I software di riconoscimento facciale rappresentano un serio pericolo per la società. Il loro utilizzo preventivo per evitare crimini è una applicazione potenzialmente valida, ma… quali sono i limiti?
Che ci piaccia o meno, il riconoscimento facciale avrà sempre più importanza nella nostra vita. È necessario comprendere che il concetto di riconoscimento facciale è legato ad altri temi: i bias cognitivi negli algoritmi, la legalità dei nostri dati, salvataggio di dati sensibili, il processamento delle immagini salvate, la sicurezza legata al video hacking, etc..
Sul tema si è scritto molto ma un’autorità nel campo è la docente di Harvard Shoshana Zuboff. Il suo ultimo libro, “L’era del capitalismo della sorveglianza: la lotta per il futuro dell’umanità umano alle nuove frontiere del potere”, è una lettura d’obbligo sul tema.
I software di riconoscimento facciale, per come sono stati creati e utilizzati negli ultimi anni, rappresentano un serio pericolo per la società. Il loro utilizzo preventivo, per esempio, per evitare crimini, rappresenta una applicazione potenzialmente valida. Anche se utile, nel momento in cui queste tecnologie vengono mal programmate e gestite o, peggio ancora, abusate, divengono un danno per la popolazione e per gli stessi governi democratici.

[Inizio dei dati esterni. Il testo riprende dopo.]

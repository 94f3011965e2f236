use std::collections::BTreeSet;

use chrono::{DateTime, NaiveDate, Utc};
use serde::{Deserialize, Serialize};

use crate::{models::relation::ItineraryStop, services::storage::ImageUpload};

#[derive(Debug, Clone, PartialEq, Serialize, Deserialize)]
pub struct Trip {
    pub id: String,
    #[serde(rename = "data_inicio")]
    pub start_date: NaiveDate,
    #[serde(rename = "data_fim")]
    pub end_date: NaiveDate,
    #[serde(rename = "guia_turistico_id")]
    pub guide_id: Option<String>,
    #[serde(rename = "imagem")]
    pub image_url: Option<String>,
    #[serde(rename = "criado_em")]
    pub created_at: DateTime<Utc>,
}

/// Scalar columns of a trip as written to the store.
#[derive(Debug, Serialize)]
pub(crate) struct TripRow<'a> {
    pub data_inicio: NaiveDate,
    pub data_fim: NaiveDate,
    pub guia_turistico_id: Option<&'a str>,
    pub imagem: Option<&'a str>,
}

/// A trip plus everything hanging off it, as the list screens show it.
#[derive(Debug, Clone, Serialize)]
pub struct TripOverview {
    #[serde(flatten)]
    pub trip: Trip,
    #[serde(rename = "participantes")]
    pub participants: BTreeSet<String>,
    #[serde(rename = "cidades")]
    pub cities: BTreeSet<String>,
    #[serde(rename = "roteiro")]
    pub itinerary: Vec<ItineraryStop>,
}

/// Form state for a trip that has not been submitted yet. Participant and
/// city selections are pending sets; nothing here touches the store.
#[derive(Debug, Clone, PartialEq)]
pub struct TripDraft {
    pub id: Option<String>,
    pub start_date: NaiveDate,
    pub end_date: NaiveDate,
    pub guide_id: Option<String>,
    pub image_url: Option<String>,
    pub image_upload: Option<ImageUpload>,
    pub participants: BTreeSet<String>,
    pub cities: BTreeSet<String>,
}

impl TripDraft {
    pub fn new(start_date: NaiveDate, end_date: NaiveDate) -> Self {
        Self {
            id: None,
            start_date,
            end_date,
            guide_id: None,
            image_url: None,
            image_upload: None,
            participants: BTreeSet::new(),
            cities: BTreeSet::new(),
        }
    }

    /// Draft for editing an existing trip with its current links.
    pub fn from_overview(overview: &TripOverview) -> Self {
        let trip = &overview.trip;
        Self {
            id: Some(trip.id.clone()),
            start_date: trip.start_date,
            end_date: trip.end_date,
            guide_id: trip.guide_id.clone(),
            image_url: trip.image_url.clone(),
            image_upload: None,
            participants: overview.participants.clone(),
            cities: overview.cities.clone(),
        }
    }

    pub fn with_guide(mut self, guide_id: impl Into<String>) -> Self {
        self.guide_id = Some(guide_id.into());
        self
    }

    pub fn with_participants<I, S>(mut self, ids: I) -> Self
    where
        I: IntoIterator<Item = S>,
        S: Into<String>,
    {
        self.participants.extend(ids.into_iter().map(Into::into));
        self
    }

    pub fn with_cities<I, S>(mut self, ids: I) -> Self
    where
        I: IntoIterator<Item = S>,
        S: Into<String>,
    {
        self.cities.extend(ids.into_iter().map(Into::into));
        self
    }

    /// Returns false when the participant was already selected.
    pub fn add_participant(&mut self, id: impl Into<String>) -> bool {
        self.participants.insert(id.into())
    }

    pub fn remove_participant(&mut self, id: &str) -> bool {
        self.participants.remove(id)
    }

    pub fn add_city(&mut self, id: impl Into<String>) -> bool {
        self.cities.insert(id.into())
    }

    pub fn remove_city(&mut self, id: &str) -> bool {
        self.cities.remove(id)
    }

    pub fn attach_image(&mut self, upload: ImageUpload) {
        self.image_upload = Some(upload);
    }

    pub(crate) fn row(&self) -> TripRow<'_> {
        TripRow {
            data_inicio: self.start_date,
            data_fim: self.end_date,
            guia_turistico_id: self.guide_id.as_deref(),
            imagem: self.image_url.as_deref(),
        }
    }
}
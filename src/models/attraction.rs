use chrono::{DateTime, Utc};
use serde::{Deserialize, Serialize};
use serde_with::{serde_as, NoneAsEmptyString};

use crate::services::{catalog::Entity, gateway::Table};

/// Ponto turístico. Attractions may exist without a city.
#[derive(Debug, Clone, PartialEq, Serialize, Deserialize)]
pub struct Attraction {
    pub id: String,
    #[serde(rename = "nome")]
    pub name: String,
    #[serde(rename = "descricao")]
    pub description: Option<String>,
    #[serde(rename = "cidade_id")]
    pub city_id: Option<String>,
    #[serde(rename = "criado_em")]
    pub created_at: Option<DateTime<Utc>>,
}

#[serde_as]
#[derive(Debug, Clone, Serialize, Deserialize)]
pub struct NewAttraction {
    #[serde(rename = "nome")]
    pub name: String,
    #[serde_as(deserialize_as = "NoneAsEmptyString")]
    #[serde(rename = "descricao", default)]
    pub description: Option<String>,
    #[serde_as(deserialize_as = "NoneAsEmptyString")]
    #[serde(rename = "cidade_id", default)]
    pub city_id: Option<String>,
}

/// `Some(None)` clears a nullable column.
#[derive(Debug, Clone, Default, Serialize, Deserialize)]
#[serde(deny_unknown_fields)]
pub struct AttractionPatch {
    #[serde(rename = "nome", default, skip_serializing_if = "Option::is_none")]
    pub name: Option<String>,
    #[serde(
        rename = "descricao",
        default,
        skip_serializing_if = "Option::is_none",
        with = "serde_with::rust::double_option"
    )]
    pub description: Option<Option<String>>,
    #[serde(
        rename = "cidade_id",
        default,
        skip_serializing_if = "Option::is_none",
        with = "serde_with::rust::double_option"
    )]
    pub city_id: Option<Option<String>>,
}

impl Entity for Attraction {
    type Draft = NewAttraction;
    type Patch = AttractionPatch;
    const TABLE: Table = Table::Attraction;
    const ORDER_BY: &'static str = "nome";

    fn id(&self) -> &str {
        &self.id
    }
}
use chrono::{DateTime, Utc};
use serde::{Deserialize, Serialize};

use crate::services::{catalog::Entity, gateway::Table};

#[derive(Debug, Clone, PartialEq, Serialize, Deserialize)]
pub struct City {
    pub id: String,
    #[serde(rename = "nome")]
    pub name: String,
    #[serde(rename = "estado")]
    pub state: String,
    #[serde(rename = "criado_em")]
    pub created_at: Option<DateTime<Utc>>,
}

#[derive(Debug, Clone, Serialize, Deserialize)]
pub struct NewCity {
    #[serde(rename = "nome")]
    pub name: String,
    #[serde(rename = "estado")]
    pub state: String,
}

/// Partial update of a city; absent fields are left alone.
#[derive(Debug, Clone, Default, Serialize, Deserialize)]
#[serde(deny_unknown_fields)]
pub struct CityPatch {
    #[serde(rename = "nome", default, skip_serializing_if = "Option::is_none")]
    pub name: Option<String>,
    #[serde(rename = "estado", default, skip_serializing_if = "Option::is_none")]
    pub state: Option<String>,
}

impl Entity for City {
    type Draft = NewCity;
    type Patch = CityPatch;
    const TABLE: Table = Table::City;
    const ORDER_BY: &'static str = "nome";

    fn id(&self) -> &str {
        &self.id
    }
}
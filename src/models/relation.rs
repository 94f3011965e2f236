use std::fmt;

use serde::{Deserialize, Serialize};

use crate::services::gateway::Table;

/// The two membership join tables hanging off a trip.
#[derive(Debug, Clone, Copy, PartialEq, Eq, Hash)]
pub enum RelationKind {
    Participants,
    Cities,
}

impl RelationKind {
    pub fn table(&self) -> Table {
        match self {
            RelationKind::Participants => Table::TripParticipant,
            RelationKind::Cities => Table::TripCity,
        }
    }

    pub fn foreign_column(&self) -> &'static str {
        match self {
            RelationKind::Participants => "participante_id",
            RelationKind::Cities => "cidade_id",
        }
    }

    pub fn label(&self) -> &'static str {
        match self {
            RelationKind::Participants => "participantes",
            RelationKind::Cities => "cidades",
        }
    }
}

impl fmt::Display for RelationKind {
    fn fmt(&self, f: &mut fmt::Formatter<'_>) -> fmt::Result {
        f.write_str(self.table().as_str())
    }
}

/// Which half of a delete-then-insert replacement went wrong.
#[derive(Debug, Clone, Copy, PartialEq, Eq)]
pub enum RelationStage {
    Clear,
    Insert,
}

impl fmt::Display for RelationStage {
    fn fmt(&self, f: &mut fmt::Formatter<'_>) -> fmt::Result {
        match self {
            RelationStage::Clear => f.write_str("clearing"),
            RelationStage::Insert => f.write_str("inserting"),
        }
    }
}

#[derive(Debug, Clone, PartialEq, Eq, Serialize, Deserialize)]
pub struct TripLink {
    #[serde(rename = "viagem_id")]
    pub trip_id: String,
    #[serde(alias = "participante_id", alias = "cidade_id")]
    pub foreign_id: String,
}

#[derive(Debug, Clone, PartialEq, Eq, Serialize, Deserialize)]
pub struct ItineraryStop {
    #[serde(rename = "viagem_id")]
    pub trip_id: String,
    #[serde(rename = "ponto_turistico_id")]
    pub attraction_id: String,
    #[serde(rename = "ordem")]
    pub order: i64,
}
use std::sync::Arc;

use crate::{
    config::AppConfig,
    services::{
        catalog::{Catalog, Entity},
        gateway::RemoteGateway,
        storage::FileStorage,
        trips::TripCoordinator,
    },
};

#[derive(Clone)]
pub struct AppState {
    pub config: AppConfig,
    pub gateway: Arc<dyn RemoteGateway>,
    pub storage: Arc<dyn FileStorage>,
    pub trips: TripCoordinator,
}

impl AppState {
    pub fn new(
        config: AppConfig,
        gateway: Arc<dyn RemoteGateway>,
        storage: Arc<dyn FileStorage>,
    ) -> Self {
        let trips = TripCoordinator::new(gateway.clone(), storage.clone());
        Self {
            config,
            gateway,
            storage,
            trips,
        }
    }

    pub fn catalog<E: Entity>(&self) -> Catalog<E> {
        Catalog::new(self.gateway.clone(), self.storage.clone())
    }
}
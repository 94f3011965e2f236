use std::{
    path::{Path, PathBuf},
    sync::Arc,
};

use async_trait::async_trait;
use chrono::Utc;
use tokio::{fs, io::AsyncWriteExt};
use tracing::info;
use url::Url;
use uuid::Uuid;

use crate::error::AppError;

pub const IMAGES_BUCKET: &str = "images";

/// An image picked in a form, not uploaded yet.
#[derive(Clone, PartialEq)]
pub struct ImageUpload {
    pub file_name: String,
    pub content: Vec<u8>,
}

impl std::fmt::Debug for ImageUpload {
    fn fmt(&self, f: &mut std::fmt::Formatter<'_>) -> std::fmt::Result {
        f.debug_struct("ImageUpload")
            .field("file_name", &self.file_name)
            .field("bytes", &self.content.len())
            .finish()
    }
}

impl ImageUpload {
    pub fn new(file_name: impl Into<String>, content: Vec<u8>) -> Self {
        Self {
            file_name: file_name.into(),
            content,
        }
    }

    /// Object path under `prefix`, unique per upload, keeping the file's
    /// extension when it has a sane one.
    pub fn object_path(&self, prefix: &str) -> String {
        let extension = Path::new(&self.file_name)
            .extension()
            .and_then(|ext| ext.to_str())
            .filter(|ext| !ext.is_empty() && ext.chars().all(|c| c.is_ascii_alphanumeric()))
            .map(str::to_ascii_lowercase)
            .unwrap_or_else(|| "bin".into());
        let suffix = Uuid::new_v4().simple().to_string();
        format!(
            "{prefix}/{}-{}.{extension}",
            Utc::now().timestamp_millis(),
            &suffix[..8]
        )
    }
}

#[async_trait]
pub trait FileStorage: Send + Sync {
    /// Stores `content` at `bucket/path` and returns its public URL.
    async fn upload(&self, bucket: &str, path: &str, content: &[u8]) -> Result<Url, AppError>;
}

/// Uploads `image` into the images bucket under `prefix`.
pub async fn upload_image(
    storage: &dyn FileStorage,
    prefix: &str,
    image: &ImageUpload,
) -> Result<Url, AppError> {
    if image.content.is_empty() {
        return Err(AppError::Upload(format!("{} is empty", image.file_name)));
    }
    storage
        .upload(IMAGES_BUCKET, &image.object_path(prefix), &image.content)
        .await
}

/// Buckets are directories below `root`; the router serves `root` under
/// `/storage`, which is where the public URLs point.
#[derive(Clone)]
pub struct LocalStorage {
    root: Arc<PathBuf>,
    public_base: Arc<Url>,
}

impl LocalStorage {
    pub fn new(root: PathBuf, public_base: Url) -> Self {
        Self {
            root: Arc::new(root),
            public_base: Arc::new(public_base),
        }
    }

    pub fn root(&self) -> &Path {
        &self.root
    }

    pub async fn ensure_structure(&self) -> Result<(), AppError> {
        fs::create_dir_all(self.root().join(IMAGES_BUCKET)).await?;
        Ok(())
    }

    fn object_file(&self, bucket: &str, path: &str) -> Result<PathBuf, AppError> {
        let relative = Path::new(bucket).join(path);
        let escapes = relative.components().any(|component| {
            !matches!(component, std::path::Component::Normal(_))
        });
        if escapes {
            return Err(AppError::Upload(format!("invalid object path {bucket}/{path}")));
        }
        Ok(self.root().join(relative))
    }
}

#[async_trait]
impl FileStorage for LocalStorage {
    async fn upload(&self, bucket: &str, path: &str, content: &[u8]) -> Result<Url, AppError> {
        let target = self.object_file(bucket, path)?;
        let upload_failed =
            |err: std::io::Error| AppError::Upload(format!("{bucket}/{path}: {err}"));

        if let Some(parent) = target.parent() {
            fs::create_dir_all(parent).await.map_err(upload_failed)?;
        }
        let mut file = fs::OpenOptions::new()
            .write(true)
            .create_new(true)
            .open(&target)
            .await
            .map_err(upload_failed)?;
        file.write_all(content).await.map_err(upload_failed)?;
        file.flush().await.map_err(upload_failed)?;

        let url = self
            .public_base
            .join(&format!("storage/{bucket}/{path}"))
            .map_err(|err| AppError::Upload(format!("public url for {bucket}/{path}: {err}")))?;
        info!(%url, bytes = content.len(), "file uploaded");
        Ok(url)
    }
}

#[cfg(test)]
mod tests {
    use tempfile::TempDir;

    use super::*;

    fn storage(root: PathBuf) -> LocalStorage {
        LocalStorage::new(root, Url::parse("http://localhost:3000/").expect("url"))
    }

    #[test]
    fn object_path_keeps_clean_extensions_only() {
        let upload = ImageUpload::new("Praia.PNG", vec![1]);
        let path = upload.object_path("viagens");
        assert!(path.starts_with("viagens/"));
        assert!(path.ends_with(".png"));

        let odd = ImageUpload::new("no-extension", vec![1]);
        assert!(odd.object_path("viagens").ends_with(".bin"));
    }

    #[tokio::test]
    async fn upload_writes_file_and_returns_public_url() {
        let dir = TempDir::new().expect("tempdir");
        let storage = storage(dir.path().to_path_buf());
        let url = storage
            .upload(IMAGES_BUCKET, "viagens/a.png", b"png")
            .await
            .expect("upload");
        assert_eq!(url.as_str(), "http://localhost:3000/storage/images/viagens/a.png");
        let stored = std::fs::read(dir.path().join("images/viagens/a.png")).expect("stored file");
        assert_eq!(stored, b"png");
    }

    #[tokio::test]
    async fn upload_refuses_to_overwrite_or_escape() {
        let dir = TempDir::new().expect("tempdir");
        let storage = storage(dir.path().to_path_buf());
        storage
            .upload(IMAGES_BUCKET, "viagens/a.png", b"one")
            .await
            .expect("first upload");

        let again = storage.upload(IMAGES_BUCKET, "viagens/a.png", b"two").await;
        assert!(matches!(again, Err(AppError::Upload(_))));

        let escape = storage.upload(IMAGES_BUCKET, "../outside.png", b"x").await;
        assert!(matches!(escape, Err(AppError::Upload(_))));
    }

    #[tokio::test]
    async fn empty_images_are_not_uploaded() {
        let dir = TempDir::new().expect("tempdir");
        let storage = storage(dir.path().to_path_buf());
        let result =
            upload_image(&storage, "viagens", &ImageUpload::new("a.png", Vec::new())).await;
        assert!(matches!(result, Err(AppError::Upload(_))));
    }
}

Software di riconoscimento facciale, i rischi principali
Si parla spesso di diritti umani, privacy, gestione dei dati (biometrici e non). Tutti questi temi sono messi in pericolo dai software di riconoscimento facciale. Quando questi software vengono integrati sia digitalmente (altri software o algoritmi per la mappatura sociale) che fisicamente (effettori fisici quali telecamere, droni) lo scenario che si palesa è estremamente preoccupante. Vediamo i principali.
1. Controllo indiscriminato e automatizzato
Le normative vigenti nei paesi occidentali implicano che le agenzie governative (polizia, servizi segreti, etc..) possano utilizzare i filmati delle CCTV solo in caso vi siano specifiche clip (parti di filmato) che offrono delle evidenze utili per un’indagine.
Il riconoscimento facciale automatizzato, tuttavia, eleva ad un nuovo standard il concetto di controllo. Viene reso automatizzato e indiscriminante, tracciando i nostri percorsi fisici (personali o lavorativi) come mai prima. Una sorveglianza del genere, se consideriamo che i dati vengono salvati (per potenziali futuri utilizzi) implica che la nostra vita sia, di fatto, sempre spiata.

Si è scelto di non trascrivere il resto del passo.